*** Block opens ***

//! Selected-country store.

use parking_lot::RwLock;
use payconsole_common::CountrySelection;
use serde::{Deserialize, Serialize};
use tracing::info;

use crate::error::StoreResult;
use crate::storage::{load_snapshot, save_snapshot, SharedStorage};

/// Storage key of the country slot.
pub const COUNTRY_KEY: &str = "country-store";

#[derive(Debug, Clone, Default, Serialize, Deserialize)]
#[serde(rename_all = "camelCase")]
struct CountrySnapshot {
    selected: Option<CountrySelection>,
}

/// Holds the selected country.
///
/// Changing the country has knock-on effects on the other stores; those are
/// applied by [`ConsoleState`](crate::ConsoleState), not here.
pub struct CountryStore {
    storage: SharedStorage,
    selected: RwLock<Option<CountrySelection>>,
}

impl CountryStore {
    /// Open the store, rehydrating the last persisted selection.
    pub fn open(storage: SharedStorage) -> Self {
        let snapshot: CountrySnapshot = load_snapshot(storage.as_ref(), COUNTRY_KEY).unwrap_or_default();
        Self {
            storage,
            selected: RwLock::new(snapshot.selected),
        }
    }

    /// The selected country, if any.
    pub fn current(&self) -> Option<CountrySelection> {
        self.selected.read().clone()
    }

    pub fn is_selected(&self) -> bool {
        self.selected.read().is_some()
    }

    /// Replace the selection in memory only; see [`persist`](Self::persist).
    pub(crate) fn replace(&self, country: CountrySelection) {
        info!(
            country_id = %country.id,
            iso_code = %country.iso_code,
            currency = %country.native_currency,
            "Country selected"
        );
        *self.selected.write() = Some(country);
    }

    /// Write the current selection to its slot.
    pub(crate) fn persist(&self) -> StoreResult<()> {
        let snapshot = CountrySnapshot {
            selected: self.current(),
        };
        save_snapshot(self.storage.as_ref(), COUNTRY_KEY, &snapshot)
    }
}
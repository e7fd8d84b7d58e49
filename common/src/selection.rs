//! Country and merchant selections owned by the selection stores.

use chrono::{DateTime, Utc};
use serde::{Deserialize, Serialize};

use crate::{CountryId, Currency, MerchantId};

/// A country record as returned by the admin backend's country list.
///
/// The selected country decides the natural currency of every reporting view.
#[derive(Debug, Clone, PartialEq, Eq, Serialize, Deserialize)]
#[serde(rename_all = "camelCase")]
pub struct CountrySelection {
    pub id: CountryId,
    pub country_name: String,
    /// ISO 3166 alpha-2 code.
    pub iso_code: String,
    #[serde(alias = "currency")]
    pub native_currency: Currency,
    pub created_at: DateTime<Utc>,
}

impl CountrySelection {
    pub fn new(
        id: impl Into<CountryId>,
        country_name: impl Into<String>,
        iso_code: impl Into<String>,
        native_currency: Currency,
    ) -> Self {
        Self {
            id: id.into(),
            country_name: country_name.into(),
            iso_code: iso_code.into().to_uppercase(),
            native_currency,
            created_at: Utc::now(),
        }
    }
}

/// Merchant filter narrowing reporting views to one merchant.
#[derive(Debug, Clone, PartialEq, Eq, Serialize, Deserialize)]
#[serde(rename_all = "camelCase")]
pub struct MerchantSelection {
    pub id: MerchantId,
    pub merchant_name: String,
}

impl MerchantSelection {
    pub fn new(id: impl Into<MerchantId>, merchant_name: impl Into<String>) -> Self {
        Self {
            id: id.into(),
            merchant_name: merchant_name.into(),
        }
    }
}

*** Block closes ***

[REQUIRED ACTION]: Across the whole listing above, state how many lines contain "DateTime". Only the number is wanted.

[PROBLEM SOLUTION]: 2